- Exercise requirements: Read through the entries below and return each line with the word "ChordQuality".

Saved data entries
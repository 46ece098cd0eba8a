//! Hand-authored pattern catalogue.
//!
//! Every table is selected by index (see [`blocktape_spec::hash::select_index`]),
//! so entries may be appended but existing entries must not be reordered
//! without changing which tracks existing inputs produce.

use blocktape_spec::theory::{Chord, ChordQuality, PitchClass};
use blocktape_spec::{DEFAULT_BASS, DEFAULT_HIHAT, DEFAULT_KICK, DEFAULT_SNARE};

use ChordQuality::*;

/// One chord of a progression template: semitones above the key and quality.
pub type ChordStep = (i32, ChordQuality);

/// Progression templates, relative to the key root.
pub const PROGRESSIONS: &[&[ChordStep]] = &[
    // ii - V - I - vi
    &[(2, Min9), (7, Dom9), (0, Maj9), (9, Min7)],
    // i - iv - VII - III
    &[(0, Min9), (5, Min7), (10, Dom9), (3, Maj7)],
    // I - vi - IV - V
    &[(0, Maj7), (9, Min9), (5, Maj9), (7, Dom7)],
    // vi - IV - I - V
    &[(9, Min7), (5, Maj7), (0, Maj9), (7, Sus2)],
    // i - VI - III - VII
    &[(0, Min11), (8, Maj7), (3, Maj9), (10, Dom7)],
    // IV - iii - ii - I
    &[(5, Maj9), (4, Min7), (2, Min9), (0, Maj7)],
    // ii7b5 - V7 - i
    &[(2, HalfDim7), (7, Dom7), (0, Min9), (0, Min9)],
    // I6 - ii - iii - IV
    &[(0, Six), (2, Min7), (4, Min7), (5, Maj9)],
];

/// Melody patterns as 1-based scale degrees; 0 is a rest.
pub const MELODIES: &[&[i32]] = &[
    &[1, 3, 5, 0, 6, 5, 3, 0],
    &[5, 0, 4, 3, 0, 2, 1, 0],
    &[3, 0, 3, 5, 6, 0, 5, 0],
    &[8, 7, 5, 0, 3, 0, 2, 0],
    &[1, 0, 2, 3, 0, 0, 5, 0],
    &[6, 5, 0, 3, 2, 0, 1, 0],
    &[5, 6, 8, 0, 6, 5, 0, 0],
    &[2, 0, 4, 0, 3, 1, 0, 0],
];

/// Note durations in beats, looped alongside the melody.
pub const DURATIONS: &[&[f64]] = &[
    &[1.0],
    &[0.5, 0.5, 1.0],
    &[1.5, 0.5],
    &[0.5],
    &[1.0, 0.5, 0.5, 2.0],
    &[0.75, 0.25, 1.0],
];

/// Kick patterns, one velocity per sixteenth.
pub const KICKS: &[&[f64]] = &[
    &DEFAULT_KICK,
    &[1.0, 0.0, 0.0, 0.0, 0.0, 0.0, 0.0, 0.7, 0.0, 0.0, 1.0, 0.0, 0.0, 0.0, 0.0, 0.0],
    &[1.0, 0.0, 0.0, 0.5, 0.0, 0.0, 0.0, 0.0, 1.0, 0.0, 0.0, 0.0, 0.0, 0.0, 0.4, 0.0],
    &[1.0, 0.0, 0.0, 0.0, 0.0, 0.0, 0.8, 0.0, 0.0, 0.0, 0.9, 0.0, 0.0, 0.0, 0.0, 0.0],
];

/// Snare patterns.
pub const SNARES: &[&[f64]] = &[
    &DEFAULT_SNARE,
    &[0.0, 0.0, 0.0, 0.0, 1.0, 0.0, 0.0, 0.2, 0.0, 0.0, 0.0, 0.0, 1.0, 0.0, 0.0, 0.0],
    &[0.0, 0.0, 0.0, 0.0, 1.0, 0.0, 0.0, 0.0, 0.0, 0.0, 0.0, 0.0, 1.0, 0.0, 0.0, 0.3],
    &[0.0, 0.0, 0.0, 0.0, 0.9, 0.0, 0.0, 0.0, 0.0, 0.25, 0.0, 0.0, 1.0, 0.0, 0.0, 0.0],
];

/// Hi-hat patterns.
pub const HIHATS: &[&[f64]] = &[
    &DEFAULT_HIHAT,
    &[0.7, 0.3, 0.5, 0.3, 0.7, 0.3, 0.5, 0.3, 0.7, 0.3, 0.5, 0.3, 0.7, 0.3, 0.5, 0.3],
    &[0.8, 0.0, 0.0, 0.0, 0.8, 0.0, 0.0, 0.0, 0.8, 0.0, 0.0, 0.0, 0.8, 0.0, 0.0, 0.0],
    &[0.6, 0.0, 0.4, 0.2, 0.6, 0.0, 0.4, 0.0, 0.6, 0.0, 0.4, 0.2, 0.6, 0.0, 0.5, 0.3],
];

/// Bass amplitude tables; values below ~0.35 read as ghost notes.
pub const BASS_GROOVES: &[&[f64]] = &[
    &DEFAULT_BASS,
    &[1.0, 0.0, 0.0, 0.0, 0.0, 0.0, 0.0, 0.0, 0.8, 0.0, 0.0, 0.0, 0.0, 0.0, 0.0, 0.0],
    &[1.0, 0.0, 0.3, 0.0, 0.0, 0.0, 0.8, 0.0, 0.0, 0.3, 0.0, 0.0, 0.7, 0.0, 0.0, 0.2],
    &[0.9, 0.0, 0.0, 0.0, 0.6, 0.0, 0.0, 0.25, 0.9, 0.0, 0.0, 0.0, 0.6, 0.0, 0.25, 0.0],
];

/// Spells a progression template as chord symbols in `key`.
pub fn spell_progression(template: &[ChordStep], key: PitchClass) -> Vec<String> {
    template
        .iter()
        .map(|&(offset, quality)| Chord::new(key.transpose(offset), quality).symbol())
        .collect()
}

- Answer for this exercise:
use blocktape_spec::theory::{Chord, ChordQuality, PitchClass};
use ChordQuality::*;
pub type ChordStep = (i32, ChordQuality);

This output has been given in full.